Cashmere and mohair are at the higher end of the price scale for yarns. However, there are certainly many expensive yarns and finished goods on the market that do not wear as well as a beautiful cashmere or mohair blanket. Consider the factors of drape, softness, warmth, and the beautiful sheen from these high end fibers. Making an heirloom quality gift should start with choosing the best yarn for blankets and other items.
Cleaning, Drying, and Storing Items Made From Cashmere and Mohair
If you don’t have a washing machine with a fine, no agitation setting, you should hand wash articles made from mohair and cashmere. Use a gentle detergent that is recommended for fine wool. I prefer Unicorn brand products for washing wool and mohair but there are others on the market. Dry cleaning solvents can be too harsh for these fabrics from cashmere or mohair.
Drying any mohair or cashmere item should always be done by laying the item flat and air drying. Make sure the area is not in direct sunlight. Line drying will pull the garment or blanket out of shape. Always lay flat on a towel to dry.

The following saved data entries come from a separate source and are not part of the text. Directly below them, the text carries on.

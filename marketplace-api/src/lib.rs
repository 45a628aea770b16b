pub mod config;
pub mod dtos;
pub mod handlers;
pub mod middleware;
pub mod models;
pub mod services;
pub mod startup;

use std::sync::Arc;

use axum::{
    http::{header, HeaderValue, Method, Request},
    middleware::{from_fn, from_fn_with_state},
    routing::{delete, get, post, put},
    Router,
};
use marketplace_core::middleware::{
    request_id_middleware, request_metrics_middleware, security_headers_middleware,
    REQUEST_ID_HEADER,
};
use tower_http::{
    cors::{AllowOrigin, CorsLayer},
    trace::TraceLayer,
};

use config::Config;
use handlers::{auth, bookings, catalog, payments, users};
use middleware::{admin_only, require_authenticated};
use services::{
    BookingStore, Catalog, MongoStore, PaymentGateway, PaymentLedger, PaymentOrchestrator,
    TokenService, UserDirectory,
};

pub use startup::Application;

#[derive(Clone)]
pub struct AppState {
    pub config: Arc<Config>,
    pub tokens: TokenService,
    pub users: Arc<dyn UserDirectory>,
    pub bookings: Arc<dyn BookingStore>,
    pub catalog: Arc<dyn Catalog>,
    pub payments: PaymentOrchestrator,
    /// Pinged by `/health` when present.
    pub database: Option<MongoStore>,
}

impl AppState {
    pub fn new<S>(config: Config, store: Arc<S>, gateway: Arc<dyn PaymentGateway>) -> Self
    where
        S: UserDirectory + BookingStore + PaymentLedger + Catalog + 'static,
    {
        let payments = PaymentOrchestrator::new(
            store.clone(),
            store.clone(),
            gateway,
            config.stripe.currency.clone(),
            config.stripe.verify_charges,
        );

        Self {
            tokens: TokenService::new(&config.jwt),
            users: store.clone(),
            bookings: store.clone(),
            catalog: store,
            payments,
            config: Arc::new(config),
            database: None,
        }
    }

    pub fn with_database(mut self, database: MongoStore) -> Self {
        self.database = Some(database);
        self
    }
}

pub fn build_router(state: AppState) -> Router {
    // Token first, then the admin lookup. Layers run bottom-up.
    let admin = Router::new()
        .route("/users/admin/:id", put(users::make_admin))
        .route("/users/verify/:id", put(users::verify_user))
        .route("/admin/delete/:id", delete(users::delete_user))
        .route("/users/delete/:id", delete(users::delete_user))
        .route("/products/admin/delete/:id", delete(catalog::delete_product))
        .route("/payments/reconcile", post(payments::reconcile))
        .route_layer(from_fn_with_state(state.clone(), admin_only))
        .route_layer(from_fn_with_state(state.clone(), require_authenticated));

    let protected = Router::new()
        .route("/bookings", get(bookings::list_bookings))
        .route("/deletebookings/:id", delete(bookings::delete_booking))
        .route_layer(from_fn_with_state(state.clone(), require_authenticated));

    // `/users/admin/:id` shares its pattern with the admin PUT; the segment is an email here.
    let public = Router::new()
        .route("/", get(handlers::root))
        .route("/health", get(handlers::health_check))
        .route("/metrics", get(handlers::metrics))
        .route("/jwt", get(auth::issue_token))
        .route("/users", post(users::create_user))
        .route("/users/admin/:id", get(users::is_admin))
        .route("/users/seller/:email", get(users::is_seller))
        .route("/users/buyer/:email", get(users::is_buyer))
        .route("/admin", get(users::list_admins))
        .route("/sellers", get(users::list_sellers))
        .route("/buyers", get(users::list_buyers))
        .route("/categories", get(catalog::list_categories))
        .route("/categories/:id", get(catalog::category_products))
        .route(
            "/products",
            get(catalog::list_products).post(catalog::create_product),
        )
        .route("/sellerproducts/email/:email", get(catalog::seller_products))
        .route("/bookings", post(bookings::create_booking))
        .route("/create-payment-intent", post(payments::create_payment_intent))
        .route(
            "/payments",
            get(payments::list_payments).post(payments::confirm_payment),
        );

    let cors = cors_layer(&state.config.server.allowed_origins);

    Router::new()
        .merge(public)
        .merge(protected)
        .merge(admin)
        .layer(from_fn(request_metrics_middleware))
        .layer(
            TraceLayer::new_for_http().make_span_with(|request: &Request<_>| {
                let request_id = request
                    .headers()
                    .get(REQUEST_ID_HEADER)
                    .and_then(|value| value.to_str().ok())
                    .unwrap_or("-");

                tracing::info_span!(
                    "http_request",
                    request_id = %request_id,
                    method = %request.method(),
                    uri = %request.uri(),
                    version = ?request.version(),
                )
            }),
        )
        .layer(from_fn(request_id_middleware))
        .layer(from_fn(security_headers_middleware))
        .layer(cors)
        .with_state(state)
}

fn cors_layer(allowed_origins: &[String]) -> CorsLayer {
    let origins = if allowed_origins.is_empty() {
        AllowOrigin::any()
    } else {
        AllowOrigin::list(allowed_origins.iter().filter_map(|origin| {
            origin
                .parse::<HeaderValue>()
                .map_err(|e| tracing::error!("Invalid CORS origin '{}': {}", origin, e))
                .ok()
        }))
    };

    CorsLayer::new()
        .allow_origin(origins)
        .allow_methods([
            Method::GET,
            Method::POST,
            Method::PUT,
            Method::DELETE,
            Method::OPTIONS,
        ])
        .allow_headers([header::AUTHORIZATION, header::CONTENT_TYPE])
}
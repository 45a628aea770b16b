//! Per-request correlation ids and Prometheus request metrics.

use axum::{
    extract::{MatchedPath, Request},
    http::HeaderValue,
    middleware::Next,
    response::Response,
};
use metrics::{counter, histogram};
use metrics_exporter_prometheus::{PrometheusBuilder, PrometheusHandle};
use std::sync::OnceLock;
use std::time::Instant;
use uuid::Uuid;

pub const REQUEST_ID_HEADER: &str = "x-request-id";

static METRICS_HANDLE: OnceLock<PrometheusHandle> = OnceLock::new();

/// Install the process-wide Prometheus recorder. Later calls are no-ops.
pub fn install_metrics_recorder() -> anyhow::Result<()> {
    if METRICS_HANDLE.get().is_some() {
        return Ok(());
    }

    let handle = PrometheusBuilder::new()
        .install_recorder()
        .map_err(|e| anyhow::anyhow!("Failed to install Prometheus recorder: {}", e))?;
    let _ = METRICS_HANDLE.set(handle);
    Ok(())
}

/// Prometheus text exposition; empty when no recorder is installed.
pub fn render_metrics() -> String {
    METRICS_HANDLE
        .get()
        .map(PrometheusHandle::render)
        .unwrap_or_default()
}

/// Reuse the caller's `x-request-id` or mint one, and echo it on the response.
pub async fn request_id_middleware(mut req: Request, next: Next) -> Response {
    let request_id = req
        .headers()
        .get(REQUEST_ID_HEADER)
        .and_then(|h| h.to_str().ok())
        .filter(|s| !s.is_empty())
        .map(str::to_string)
        .unwrap_or_else(|| Uuid::new_v4().to_string());

    let header_value = HeaderValue::from_str(&request_id).ok();
    if let Some(value) = header_value.clone() {
        req.headers_mut().insert(REQUEST_ID_HEADER, value);
    }

    let mut response = next.run(req).await;

    if let Some(value) = header_value {
        response.headers_mut().insert(REQUEST_ID_HEADER, value);
    }

    response
}

/// Records `http_requests_total` and `http_request_duration_seconds`.
///
/// The route template (`/users/admin/:id`) is used as the path label so ids
/// don't explode label cardinality.
pub async fn request_metrics_middleware(req: Request, next: Next) -> Response {
    let start = Instant::now();
    let method = req.method().to_string();
    let path = req
        .extensions()
        .get::<MatchedPath>()
        .map(|p| p.as_str().to_string())
        .unwrap_or_else(|| "unmatched".to_string());

    let response = next.run(req).await;

    let labels = [
        ("method", method),
        ("path", path),
        ("status", response.status().as_u16().to_string()),
    ];

    counter!("http_requests_total", &labels).increment(1);
    histogram!("http_request_duration_seconds", &labels).record(start.elapsed().as_secs_f64());

    response
}

#[cfg(test)]
mod tests {
    use super::*;
    use axum::{body::Body, middleware::from_fn, routing::get, Router};
    use tower::ServiceExt;

    fn app() -> Router {
        Router::new()
            .route("/ping", get(|| async { "pong" }))
            .layer(from_fn(request_metrics_middleware))
            .layer(from_fn(request_id_middleware))
    }

    #[tokio::test]
    async fn request_id_is_generated_when_absent() {
        let response = app()
            .oneshot(axum::http::Request::builder().uri("/ping").body(Body::empty()).unwrap())
            .await
            .unwrap();

        let id = response.headers()[REQUEST_ID_HEADER].to_str().unwrap();
        assert!(Uuid::parse_str(id).is_ok());
    }

    #[tokio::test]
    async fn request_id_is_echoed_when_present() {
        let response = app()
            .oneshot(
                axum::http::Request::builder()
                    .uri("/ping")
                    .header(REQUEST_ID_HEADER, "req-42")
                    .body(Body::empty())
                    .unwrap(),
            )
            .await
            .unwrap();

        assert_eq!(response.headers()[REQUEST_ID_HEADER], "req-42");
    }
}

The best way to store quality mohair or cashmere items is in a clean pillow case! Protein fibers such as wool, mohair, and cashmere need to breathe. Storing in plastic bags is not a good choice. Always store your fine handmade products after cleaning so they don’t attract insects. With proper care, your handmade heirlooms will last a long time.
Other Items to Knit or Crochet from Mohair or Cashmere
Even though cashmere and mohair may be the best yarn for blankets, it’s a great type of yarn for other items. Hats, gloves, shawls, scarves, and mittens from mohair yarns make great gifts. Make a quick pair of soft wrist warmers or fingerless gloves with the leftover yarn from a blanket project.